Maybe you did not notice.
Last week the governor signed House Bill 799 (HR 799), a bill that makes it easier for military spouses to get the certification they need to work in North Carolina if they have been licensed for their occupation in another state. For service men and women who have been trained by the military, the new law also gives credit for that training when they apply for an occupational license in North Carolina.
When the governor signed the bill, she said, “This bill helps streamline the procedures, so military spouses in North Carolina can get the certification they need to work. We owe it to them, to provide this kind of support. As one of the most military-friendly states in the nation, I am proud to sign this bill.”
On the bill’s final votes in the state’s senate and house, no legislator voted against it.
Seems like a no-brainer doesn’t it?
So why should I write about it now? A couple of reasons. I will tell you about the main one in a minute.
First though, the passage of this common sense bill is a textbook example of how difficult it is to push though the legislature even the most sensible legislation.
You can follow the path of this bill on the North Carolina General Assembly website.
Go to www.ncleg.net, look up House Bill 799, and check its history.
HB 799 had to go through almost 40 different steps from the time it was introduced on April 6 of last year until it became law 15 months later. After introduction in the house, it traveled to the Committee on Homeland Security, Military, and Veterans Affairs, and then to the Finance Committee. On the floor of the house, it was amended twice and had to survive four separate votes. At each stop, the bill’s sponsors had to have a ready answer to every question or risk having the bill derailed.
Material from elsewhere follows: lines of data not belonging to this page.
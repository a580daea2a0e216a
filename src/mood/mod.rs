//! Mood tracking
//!
//! One self-reported entry per user per day, with streak bookkeeping and
//! period analysis (average, variance, trend and concern level).

pub mod analysis;
pub mod service;
pub mod types;

pub use analysis::{analyze_entries, concern_level, round1};
pub use service::MoodTracker;
pub use types::*;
The bill had an even more difficult time in the senate. More committees, amendments, a “committee substitute,” and a rush at the end of the session to keep the bill from being lost in the shuffle. And finally, before it could go to the governor, the house had to vote to agree with the changes made in the senate.
Now that the civics lesson is over, here is the main reason I am writing about HB 799: I am the proud father of the bill’s co-sponsor, Representative Grier Martin. Although he gives much credit to his co-sponsor, Representative Rick Killian, another Army Reserve officer, and Senator Pete Brunstetter, a Navy veteran, it was “Grier’s bill.”
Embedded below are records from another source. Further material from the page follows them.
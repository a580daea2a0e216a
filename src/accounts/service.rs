use std::sync::Arc;

use chrono::Utc;
use serde_json::json;
use sqlx::SqlitePool;
use tracing::{info, warn};

use super::types::*;
use crate::audit::AuditLogger;
use crate::auth::password::{hash_password, verify_password};
use crate::auth::SessionStore;
use crate::config::AppConfig;
use crate::database::models::{EmergencyContact, User, UserProfile};
use crate::database::{new_id, now};
use crate::error::AppError;
use crate::validation::{is_valid_email, is_valid_username, max_length, require_text};

pub struct AccountService {
    pool: SqlitePool,
    config: Arc<AppConfig>,
}

/// Fields of a new `users` row after validation.
struct NewUser<'a> {
    username: &'a str,
    email: &'a str,
    password: &'a str,
    first_name: &'a str,
    last_name: &'a str,
    user_type: UserType,
    date_of_birth: Option<chrono::NaiveDate>,
    gender: Option<Gender>,
    country: &'a str,
    phone_number: &'a str,
    verified: bool,
}

impl AccountService {
    pub fn new(pool: SqlitePool, config: Arc<AppConfig>) -> Self {
        Self { pool, config }
    }

    /// Register a self-service account (student, child, adult or therapist).
    pub async fn register(&self, request: RegisterRequest) -> Result<Registration, AppError> {
        let auth = &self.config.auth;

        let username = request.username.trim();
        if !is_valid_username(username) {
            return Err(AppError::validation(
                "Username must be 3-150 characters: letters, digits and @.+-_ only",
            ));
        }

        let email = request.email.trim();
        if !is_valid_email(email) {
            return Err(AppError::validation("Enter a valid email address"));
        }

        if request.password.chars().count() < auth.min_password_length {
            return Err(AppError::validation(format!(
                "Password must be at least {} characters",
                auth.min_password_length
            )));
        }
        if request.password != request.confirm_password {
            return Err(AppError::validation("Passwords do not match"));
        }

        let user_type = UserType::from_str(&request.user_type)
            .filter(UserType::self_registrable)
            .ok_or_else(|| AppError::validation(format!("Invalid user type: {}", request.user_type)))?;

        let gender = match request.gender.as_deref().filter(|g| !g.is_empty()) {
            Some(g) => Some(
                Gender::from_str(g).ok_or_else(|| AppError::validation(format!("Invalid gender: {}", g)))?,
            ),
            None => None,
        };

        let country = require_text("Country", &request.country, 100)?;
        max_length("Phone number", &request.phone_number, 20)?;
        max_length("First name", &request.first_name, 150)?;
        max_length("Last name", &request.last_name, 150)?;

        let today = Utc::now().date_naive();
        let mut requires_parental_consent = false;
        if let Some(dob) = request.date_of_birth {
            if dob > today {
                return Err(AppError::validation("Date of birth cannot be in the future"));
            }
            let age = age_on(dob, today);
            if age < auth.minimum_age {
                return Err(AppError::validation(format!(
                    "You must be at least {} years old to register",
                    auth.minimum_age
                )));
            }
            requires_parental_consent = age < auth.parental_consent_age;
        }

        self.ensure_unique(username, email).await?;

        let user = self
            .insert_user(NewUser {
                username,
                email,
                password: &request.password,
                first_name: request.first_name.trim(),
                last_name: request.last_name.trim(),
                user_type,
                date_of_birth: request.date_of_birth,
                gender,
                country: &country,
                phone_number: request.phone_number.trim(),
                verified: false,
            })
            .await?;

        AuditLogger::new(self.pool.clone())
            .record(
                Some(&user.id),
                "user.register",
                "User",
                &user.id,
                json!({ "user_type": user.user_type, "country": user.country }),
            )
            .await?;

        info!("Registered {} account {}", user.user_type, user.id);
        Ok(Registration {
            user,
            requires_parental_consent,
        })
    }

    /// Create a verified admin account (CLI bootstrap).
    pub async fn create_admin(
        &self,
        username: &str,
        email: &str,
        password: &str,
        country: &str,
    ) -> Result<User, AppError> {
        if !is_valid_username(username) || !is_valid_email(email) {
            return Err(AppError::validation("Invalid username or email"));
        }
        if password.chars().count() < self.config.auth.min_password_length {
            return Err(AppError::validation("Password too short"));
        }
        self.ensure_unique(username, email).await?;

        let user = self
            .insert_user(NewUser {
                username,
                email,
                password,
                first_name: "",
                last_name: "",
                user_type: UserType::Admin,
                date_of_birth: None,
                gender: None,
                country,
                phone_number: "",
                verified: true,
            })
            .await?;

        AuditLogger::new(self.pool.clone())
            .record(None, "user.create_admin", "User", &user.id, json!({ "username": username }))
            .await?;
        Ok(user)
    }

    async fn ensure_unique(&self, username: &str, email: &str) -> Result<(), AppError> {
        let username_taken: bool =
            sqlx::query_scalar("SELECT EXISTS(SELECT 1 FROM users WHERE username = ?)")
                .bind(username)
                .fetch_one(&self.pool)
                .await?;
        if username_taken {
            return Err(AppError::Conflict("This username is already taken".to_string()));
        }

        // the email column is declared COLLATE NOCASE
        let email_taken: bool = sqlx::query_scalar("SELECT EXISTS(SELECT 1 FROM users WHERE email = ?)")
            .bind(email)
            .fetch_one(&self.pool)
            .await?;
        if email_taken {
            return Err(AppError::Conflict("This email is already registered".to_string()));
        }
        Ok(())
    }

    async fn insert_user(&self, new_user: NewUser<'_>) -> Result<User, AppError> {
        let id = new_id();
        let created_at = now();
        let password_hash = hash_password(new_user.password)?;

        let mut tx = self.pool.begin().await?;

        sqlx::query(
            r#"
            INSERT INTO users
            (id, username, email, password_hash, first_name, last_name, user_type, date_of_birth,
             gender, phone_number, country, is_verified, created_at, updated_at)
            VALUES (?, ?, ?, ?, ?, ?, ?, ?, ?, ?, ?, ?, ?, ?)
            "#,
        )
        .bind(&id)
        .bind(new_user.username)
        .bind(new_user.email)
        .bind(&password_hash)
        .bind(new_user.first_name)
        .bind(new_user.last_name)
        .bind(new_user.user_type.as_str())
        .bind(new_user.date_of_birth)
        .bind(new_user.gender.map(|g| g.as_str()))
        .bind(new_user.phone_number)
        .bind(new_user.country)
        .bind(new_user.verified)
        .bind(created_at)
        .bind(created_at)
        .execute(&mut *tx)
        .await?;

        sqlx::query("INSERT INTO user_profiles (user_id, created_at, updated_at) VALUES (?, ?, ?)")
            .bind(&id)
            .bind(created_at)
            .bind(created_at)
            .execute(&mut *tx)
            .await?;

        sqlx::query("INSERT INTO user_streaks (user_id, updated_at) VALUES (?, ?)")
            .bind(&id)
            .bind(created_at)
            .execute(&mut *tx)
            .await?;

        tx.commit().await?;

        self.get_user(&id).await
    }

    pub async fn get_user(&self, user_id: &str) -> Result<User, AppError> {
        sqlx::query_as::<_, User>("SELECT * FROM users WHERE id = ?")
            .bind(user_id)
            .fetch_optional(&self.pool)
            .await?
            .ok_or_else(|| AppError::not_found("User"))
    }

    /// Authenticate by username or email and open a session.
    pub async fn login(&self, request: LoginRequest) -> Result<LoginResponse, AppError> {
        let identifier = request.identifier.trim();
        let user = sqlx::query_as::<_, User>("SELECT * FROM users WHERE username = ? OR email = ?")
            .bind(identifier)
            .bind(identifier)
            .fetch_optional(&self.pool)
            .await?;

        let user = match user {
            Some(user) if verify_password(&request.password, &user.password_hash) => user,
            _ => {
                warn!("Failed login attempt");
                return Err(AppError::Unauthorized("Invalid credentials".to_string()));
            }
        };

        if user.account_suspended || !user.is_active {
            return Err(AppError::forbidden("Account suspended"));
        }

        let login_at = now();
        sqlx::query("UPDATE users SET last_login = ?, last_active = ? WHERE id = ?")
            .bind(login_at)
            .bind(login_at)
            .bind(&user.id)
            .execute(&self.pool)
            .await?;

        let sessions = SessionStore::new(self.pool.clone(), self.config.auth.session_ttl_secs);
        let (token, expires_at) = sessions.create(&user.id).await?;

        info!("User {} logged in", user.id);
        Ok(LoginResponse {
            token,
            expires_at,
            user: self.get_user(&user.id).await?,
        })
    }

    pub async fn logout(&self, token: &str) -> Result<(), AppError> {
        SessionStore::new(self.pool.clone(), self.config.auth.session_ttl_secs)
            .revoke(token)
            .await
    }

    pub async fn get_profile(&self, user_id: &str) -> Result<ProfileView, AppError> {
        let user = self.get_user(user_id).await?;
        let profile = sqlx::query_as::<_, UserProfile>("SELECT * FROM user_profiles WHERE user_id = ?")
            .bind(user_id)
            .fetch_one(&self.pool)
            .await?;
        Ok(ProfileView { user, profile })
    }

    pub async fn update_profile(&self, user_id: &str, update: ProfileUpdate) -> Result<ProfileView, AppError> {
        if let Some(bio) = &update.bio {
            max_length("Bio", bio, 500)?;
        }
        if let Some(language) = &update.preferred_language {
            max_length("Preferred language", language, 10)?;
        }
        if let Some(phone) = &update.phone_number {
            max_length("Phone number", phone, 20)?;
        }
        for (field, value) in [
            ("University", &update.university),
            ("Field of study", &update.field_of_study),
        ] {
            if let Some(value) = value {
                max_length(field, value, 200)?;
            }
        }

        let updated_at = now();
        sqlx::query(
            r#"
            UPDATE users SET
                first_name = COALESCE(?, first_name),
                last_name = COALESCE(?, last_name),
                phone_number = COALESCE(?, phone_number),
                region = COALESCE(?, region),
                preferred_language = COALESCE(?, preferred_language),
                timezone = COALESCE(?, timezone),
                is_anonymous = COALESCE(?, is_anonymous),
                data_sharing_consent = COALESCE(?, data_sharing_consent),
                updated_at = ?
            WHERE id = ?
            "#,
        )
        .bind(&update.first_name)
        .bind(&update.last_name)
        .bind(&update.phone_number)
        .bind(&update.region)
        .bind(&update.preferred_language)
        .bind(&update.timezone)
        .bind(update.is_anonymous)
        .bind(update.data_sharing_consent)
        .bind(updated_at)
        .bind(user_id)
        .execute(&self.pool)
        .await?;

        sqlx::query(
            r#"
            UPDATE user_profiles SET
                bio = COALESCE(?, bio),
                university = COALESCE(?, university),
                field_of_study = COALESCE(?, field_of_study),
                academic_year = COALESCE(?, academic_year),
                has_previous_therapy = COALESCE(?, has_previous_therapy),
                updated_at = ?
            WHERE user_id = ?
            "#,
        )
        .bind(&update.bio)
        .bind(&update.university)
        .bind(&update.field_of_study)
        .bind(&update.academic_year)
        .bind(update.has_previous_therapy)
        .bind(updated_at)
        .bind(user_id)
        .execute(&self.pool)
        .await?;

        self.get_profile(user_id).await
    }

    pub async fn add_emergency_contact(
        &self,
        user_id: &str,
        input: EmergencyContactInput,
    ) -> Result<EmergencyContact, AppError> {
        let name = require_text("Name", &input.name, 200)?;
        let relationship = require_text("Relationship", &input.relationship, 100)?;
        let phone_number = require_text("Phone number", &input.phone_number, 20)?;
        let email = input.email.trim();
        if !email.is_empty() && !is_valid_email(email) {
            return Err(AppError::validation("Enter a valid email address"));
        }

        if input.is_primary {
            sqlx::query("UPDATE emergency_contacts SET is_primary = 0 WHERE user_id = ?")
                .bind(user_id)
                .execute(&self.pool)
                .await?;
        }

        let id = new_id();
        sqlx::query(
            r#"
            INSERT INTO emergency_contacts
            (id, user_id, name, relationship, phone_number, email, is_primary, can_be_contacted_during_crisis, created_at)
            VALUES (?, ?, ?, ?, ?, ?, ?, ?, ?)
            "#,
        )
        .bind(&id)
        .bind(user_id)
        .bind(&name)
        .bind(&relationship)
        .bind(&phone_number)
        .bind(email)
        .bind(input.is_primary)
        .bind(input.can_be_contacted_during_crisis)
        .bind(now())
        .execute(&self.pool)
        .await?;

        let contact = sqlx::query_as::<_, EmergencyContact>("SELECT * FROM emergency_contacts WHERE id = ?")
            .bind(&id)
            .fetch_one(&self.pool)
            .await?;
        Ok(contact)
    }

    pub async fn list_emergency_contacts(&self, user_id: &str) -> Result<Vec<EmergencyContact>, AppError> {
        let contacts = sqlx::query_as::<_, EmergencyContact>(
            "SELECT * FROM emergency_contacts WHERE user_id = ? ORDER BY is_primary DESC, name ASC",
        )
        .bind(user_id)
        .fetch_all(&self.pool)
        .await?;
        Ok(contacts)
    }

    pub async fn delete_emergency_contact(&self, user_id: &str, contact_id: &str) -> Result<(), AppError> {
        let result = sqlx::query("DELETE FROM emergency_contacts WHERE id = ? AND user_id = ?")
            .bind(contact_id)
            .bind(user_id)
            .execute(&self.pool)
            .await?;
        if result.rows_affected() == 0 {
            return Err(AppError::not_found("Emergency contact"));
        }
        Ok(())
    }
}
HB 799 is not the only or even the most important legislation Grier pushed through.
It was, however, his last. When the new redistricting plan put him with an admired colleague in the same district, he declined to run against her.
Since my son is not a candidate this fall, I can finally tell you how proud I am of him for his eight years of effective service in the legislature and for his continuing work as a Lt. Colonel in the Army Reserve and his prior active duty in Afghanistan. As proud as I am of these things, there is much more to praise—his judgment and commitment to things more important than politics.
Several years ago, influential people tried to persuade him to run for higher office. After he and his wife took a careful look at the pressures of service in Washington, they decided it was not the right thing to do.
I was amazed at his decision. “This is a once-in-a-lifetime opportunity,” I told him. “You will never get a another chance like this — to have the nomination to the U.S. Senate handed to you.”
“Well, Dad,” he said, “I will never have another chance to have a five-year-old daughter again, either.”
How right he was.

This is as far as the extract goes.